Your reduced matrix is correct. First you need to characterize the set of vectors $x$ that satisfy $A x = 0$. This set is called the null space or kernel, and I use the standard notation $\ker A$.
The reduction process above corresponds to pre-multiplying $A$ by an invertible matrix $G$ such that $G A = \tilde{A}$, where $\tilde{A}$ is the reduced matrix above. Since $G$ is invertible, you have $Ax = 0 $ iff $\tilde{A}x = 0$, or in other words, $\ker A = \ker \tilde{A}$. So we can focus on finding $\ker \tilde{A}$, since the matrix has a nicer form.

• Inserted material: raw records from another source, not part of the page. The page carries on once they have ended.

use crate::adapter::SelectorAdapter;
use crate::config::types::{Config, OutputConfig, RetailerConfig, RunnerConfig, UserAgentConfig};
use crate::ConfigError;
use std::collections::HashSet;
use url::Url;

/// Validates the entire configuration
pub fn validate(config: &Config) -> Result<(), ConfigError> {
    validate_runner_config(&config.runner)?;
    validate_user_agent_config(&config.user_agent)?;
    validate_output_config(&config.output)?;
    validate_retailers(&config.retailers)?;
    Ok(())
}

/// Validates batch runner configuration
fn validate_runner_config(config: &RunnerConfig) -> Result<(), ConfigError> {
    if config.batch_size < 1 || config.batch_size > 100 {
        return Err(ConfigError::Validation(format!(
            "batch_size must be between 1 and 100, got {}",
            config.batch_size
        )));
    }

    validate_max_attempts(config.max_attempts)?;
    validate_retry_delay(config.retry_delay_ms)?;

    if config.request_timeout_ms < 100 {
        return Err(ConfigError::Validation(format!(
            "request_timeout_ms must be >= 100ms, got {}ms",
            config.request_timeout_ms
        )));
    }

    if config.connect_timeout_ms < 100 {
        return Err(ConfigError::Validation(format!(
            "connect_timeout_ms must be >= 100ms, got {}ms",
            config.connect_timeout_ms
        )));
    }

    if config.batch_retry_delay_ms > 60_000 {
        return Err(ConfigError::Validation(format!(
            "batch_retry_delay_ms must be <= 60000ms, got {}ms",
            config.batch_retry_delay_ms
        )));
    }

    Ok(())
}

fn validate_max_attempts(max_attempts: u32) -> Result<(), ConfigError> {
    if max_attempts < 1 || max_attempts > 100 {
        return Err(ConfigError::Validation(format!(
            "max_attempts must be between 1 and 100, got {}",
            max_attempts
        )));
    }
    Ok(())
}

fn validate_retry_delay(retry_delay_ms: u64) -> Result<(), ConfigError> {
    if retry_delay_ms > 60_000 {
        return Err(ConfigError::Validation(format!(
            "retry_delay_ms must be <= 60000ms, got {}ms",
            retry_delay_ms
        )));
    }
    Ok(())
}

/// Validates user agent configuration
fn validate_user_agent_config(config: &UserAgentConfig) -> Result<(), ConfigError> {
    if config.crawler_name.is_empty() {
        return Err(ConfigError::Validation(
            "crawler_name cannot be empty".to_string(),
        ));
    }

    if !config
        .crawler_name
        .chars()
        .all(|c| c.is_alphanumeric() || c == '-')
    {
        return Err(ConfigError::Validation(format!(
            "crawler_name must contain only alphanumeric characters and hyphens, got '{}'",
            config.crawler_name
        )));
    }

    if let Some(contact_url) = &config.contact_url {
        Url::parse(contact_url)
            .map_err(|e| ConfigError::InvalidUrl(format!("Invalid contact_url: {}", e)))?;
    }

    Ok(())
}

/// Validates output configuration
fn validate_output_config(config: &OutputConfig) -> Result<(), ConfigError> {
    if config.database_path.is_none() && config.csv_dir.is_none() {
        return Err(ConfigError::Validation(
            "at least one of database_path or csv_dir must be set".to_string(),
        ));
    }

    if matches!(config.database_path.as_deref(), Some("")) {
        return Err(ConfigError::Validation(
            "database_path cannot be empty".to_string(),
        ));
    }

    if matches!(config.csv_dir.as_deref(), Some("")) {
        return Err(ConfigError::Validation("csv_dir cannot be empty".to_string()));
    }

    Ok(())
}

/// Validates retailer entries
fn validate_retailers(retailers: &[RetailerConfig]) -> Result<(), ConfigError> {
    let mut seen = HashSet::new();

    for retailer in retailers {
        validate_retailer_name(&retailer.name)?;

        if !seen.insert(retailer.name.as_str()) {
            return Err(ConfigError::Validation(format!(
                "Retailer '{}' is configured more than once",
                retailer.name
            )));
        }

        if retailer.input.is_empty() {
            return Err(ConfigError::Validation(format!(
                "Retailer '{}' must name an input file",
                retailer.name
            )));
        }

        if retailer.id_column.is_empty() {
            return Err(ConfigError::Validation(format!(
                "Retailer '{}' must name an id column",
                retailer.name
            )));
        }

        if let Some(max_attempts) = retailer.max_attempts {
            validate_max_attempts(max_attempts)?;
        }

        if let Some(retry_delay_ms) = retailer.retry_delay_ms {
            validate_retry_delay(retry_delay_ms)?;
        }

        // Compiling the adapter checks the profile name, selectors and URL pattern
        SelectorAdapter::from_retailer(retailer)?;
    }

    Ok(())
}

/// Retailer names end up in file names, so keep them simple
fn validate_retailer_name(name: &str) -> Result<(), ConfigError> {
    if name.is_empty() {
        return Err(ConfigError::Validation(
            "Retailer name cannot be empty".to_string(),
        ));
    }

    if !name
        .chars()
        .all(|c| c.is_ascii_alphanumeric() || c == '-' || c == '_')
    {
        return Err(ConfigError::Validation(format!(
            "Retailer name '{}' must contain only ASCII letters, digits, '-' and '_'",
            name
        )));
    }

    Ok(())
}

Suppose $ \tilde{A}\pmatrix{x_1 \\ x_2 \\ x_3 \\ x_4 \\ x_5} = 0$. Then you can immediately see that we must have $x_5 = 0$. The third row tells us nothing. And the first two rows can be re-written as $\pmatrix{ 1 && 2 \\ 0 && 1} \pmatrix{x_1 \\ x_2}+\pmatrix{ -3 && 1 \\ 2 && 3} \pmatrix{x_3 \\ x_4} = 0$. Since $\pmatrix{ 1 && 2 \\ 0 && 1}^{-1} = \pmatrix{ 1 && -2 \\ 0 && 1}$, we get $\pmatrix{x_1 \\ x_2} = \pmatrix{ 7 && 5 \\ -2 && -3} \pmatrix{x_3 \\ x_4}$.
This tells us that if we select $x_3, x_4$, then $x_1, x_2$ are completely determined. Thus $ \tilde{A}x = 0$ iff $x_5 = 0$, $x_3, x_4$ are arbitrary, and $x_1,x_2$ given by the above formula, or in other words $\ker A = \{\pmatrix{7 x_3+5 x_4 \\ -2x_3-3 x_4 \\ x_3 \\ x_4 \\ 0} | x_3, x_4 \text{arbitrary} \}$.

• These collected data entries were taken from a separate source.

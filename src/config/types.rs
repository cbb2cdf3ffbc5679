use serde::Deserialize;

/// Main configuration structure for Price-Sweep
#[derive(Debug, Clone, Deserialize)]
pub struct Config {
    #[serde(default)]
    pub runner: RunnerConfig,
    #[serde(rename = "user-agent")]
    pub user_agent: UserAgentConfig,
    pub output: OutputConfig,
    #[serde(default, rename = "retailer")]
    pub retailers: Vec<RetailerConfig>,
}

impl Config {
    /// Looks up a retailer entry by name
    pub fn retailer(&self, name: &str) -> Option<&RetailerConfig> {
        self.retailers.iter().find(|r| r.name == name)
    }
}

/// Batch runner and fetcher behavior
#[derive(Debug, Clone, Deserialize)]
pub struct RunnerConfig {
    /// Number of identifiers fetched concurrently and persisted together
    #[serde(rename = "batch-size", default = "default_batch_size")]
    pub batch_size: usize,

    /// Attempts per identifier before it is recorded as a transient failure
    #[serde(rename = "max-attempts", default = "default_max_attempts")]
    pub max_attempts: u32,

    /// Fixed delay between attempts (milliseconds)
    #[serde(rename = "retry-delay-ms", default = "default_retry_delay_ms")]
    pub retry_delay_ms: u64,

    /// Timeout for a single attempt, including reading the body (milliseconds)
    #[serde(rename = "request-timeout-ms", default = "default_request_timeout_ms")]
    pub request_timeout_ms: u64,

    /// Timeout for establishing a connection (milliseconds)
    #[serde(rename = "connect-timeout-ms", default = "default_connect_timeout_ms")]
    pub connect_timeout_ms: u64,

    /// Re-attempt the transient failures of each batch once before persisting it
    #[serde(rename = "batch-retry-pass", default)]
    pub batch_retry_pass: bool,

    /// Delay before the per-batch retry pass (milliseconds)
    #[serde(rename = "batch-retry-delay-ms", default = "default_batch_retry_delay_ms")]
    pub batch_retry_delay_ms: u64,
}

fn default_batch_size() -> usize {
    10
}

fn default_max_attempts() -> u32 {
    10
}

fn default_retry_delay_ms() -> u64 {
    1000
}

fn default_request_timeout_ms() -> u64 {
    30_000
}

fn default_connect_timeout_ms() -> u64 {
    10_000
}

fn default_batch_retry_delay_ms() -> u64 {
    500
}

impl Default for RunnerConfig {
    fn default() -> Self {
        Self {
            batch_size: default_batch_size(),
            max_attempts: default_max_attempts(),
            retry_delay_ms: default_retry_delay_ms(),
            request_timeout_ms: default_request_timeout_ms(),
            connect_timeout_ms: default_connect_timeout_ms(),
            batch_retry_pass: false,
            batch_retry_delay_ms: default_batch_retry_delay_ms(),
        }
    }
}

/// User agent identification configuration
#[derive(Debug, Clone, Deserialize)]
pub struct UserAgentConfig {
    /// Name of the tracker
    #[serde(rename = "crawler-name")]
    pub crawler_name: String,

    /// Version of the tracker
    #[serde(rename = "crawler-version")]
    pub crawler_version: String,

    /// URL with information about the tracker
    #[serde(rename = "contact-url", default)]
    pub contact_url: Option<String>,
}

impl UserAgentConfig {
    /// Formats the header value: `Name/Version` or `Name/Version (+ContactURL)`
    pub fn header_value(&self) -> String {
        match &self.contact_url {
            Some(url) => format!("{}/{} (+{})", self.crawler_name, self.crawler_version, url),
            None => format!("{}/{}", self.crawler_name, self.crawler_version),
        }
    }
}

/// Output configuration
#[derive(Debug, Clone, Deserialize)]
pub struct OutputConfig {
    /// Path to the SQLite database file
    #[serde(rename = "database-path", default)]
    pub database_path: Option<String>,

    /// Directory receiving one CSV file per retailer
    #[serde(rename = "csv-dir", default)]
    pub csv_dir: Option<String>,
}

/// One retailer to track
#[derive(Debug, Clone, Deserialize)]
pub struct RetailerConfig {
    /// Unique name, used for log lines, CSV file names and database rows
    pub name: String,

    /// Built-in selector profile (e.g. "home-depot")
    #[serde(default)]
    pub profile: Option<String>,

    /// Inline selectors; take precedence over the profile's
    #[serde(default)]
    pub selectors: Option<SelectorConfig>,

    /// Path to the identifier CSV
    pub input: String,

    /// Column holding the identifier
    #[serde(rename = "id-column")]
    pub id_column: String,

    /// Column holding an explicit product URL
    #[serde(rename = "url-column", default)]
    pub url_column: Option<String>,

    /// Columns carried through to the sinks unchanged
    #[serde(rename = "metadata-columns", default)]
    pub metadata_columns: Vec<String>,

    /// Fallback URL with `{id}` and `{<metadata column>}` placeholders
    #[serde(rename = "url-pattern", default)]
    pub url_pattern: Option<String>,

    #[serde(rename = "max-attempts", default)]
    pub max_attempts: Option<u32>,

    #[serde(rename = "retry-delay-ms", default)]
    pub retry_delay_ms: Option<u64>,

    /// HTTP statuses that end the retry loop immediately
    #[serde(rename = "terminal-statuses", default)]
    pub terminal_statuses: Option<Vec<u16>>,
}

/// CSS selectors describing one retailer's product page
#[derive(Debug, Clone, PartialEq, Deserialize)]
#[serde(rename_all = "kebab-case")]
pub struct SelectorConfig {
    pub title: String,
    pub price: PriceSelector,
    /// Any match marks the page as "item does not exist"
    #[serde(default)]
    pub not_found: Vec<MarkerConfig>,
    pub stock: StockConfig,
}

/// Where the price text lives
#[derive(Debug, Clone, PartialEq, Deserialize)]
#[serde(untagged)]
pub enum PriceSelector {
    /// A single element holding the whole price
    Single(String),

    /// Dollars and cents rendered in separate elements; cents come from the last match
    Split {
        dollars: String,
        cents: String,
        #[serde(default = "default_price_separator")]
        separator: String,
    },
}

fn default_price_separator() -> String {
    ".".to_string()
}

/// An element that must be present, optionally containing a text fragment
#[derive(Debug, Clone, PartialEq, Deserialize)]
pub struct MarkerConfig {
    pub selector: String,

    /// Case-insensitive fragment the element's text must contain
    #[serde(default)]
    pub contains: Option<String>,
}

/// How stock availability is derived from the page
#[derive(Debug, Clone, PartialEq, Deserialize)]
#[serde(rename_all = "kebab-case")]
pub enum StockConfig {
    /// In stock when any marker is present (e.g. an "add to cart" button)
    InStockMarkers(Vec<MarkerConfig>),

    /// Out of stock when any marker is present (e.g. an "out of stock" banner)
    OutOfStockMarkers(Vec<MarkerConfig>),
}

Now you want to find a more convenient way of expressing this. Note that we can write $\pmatrix{7 x_3+5 x_4 \\ -2x_3-3 x_4 \\ x_3 \\ x_4 \\ 0} = x_3 \pmatrix{7 \\ -2 \\ 1 \\ 0 \\ 0} + x_4 \pmatrix{5 \\ -3 \\ 0 \\ 1 \\ 0}$. So we can write $\ker A = \text{sp} \{\pmatrix{7 \\ -2 \\ 1 \\ 0 \\ 0}, \pmatrix{5 \\ -3 \\ 0 \\ 1 \\ 0} \}$. That is, the null space of $A$ is the span of these two vectors.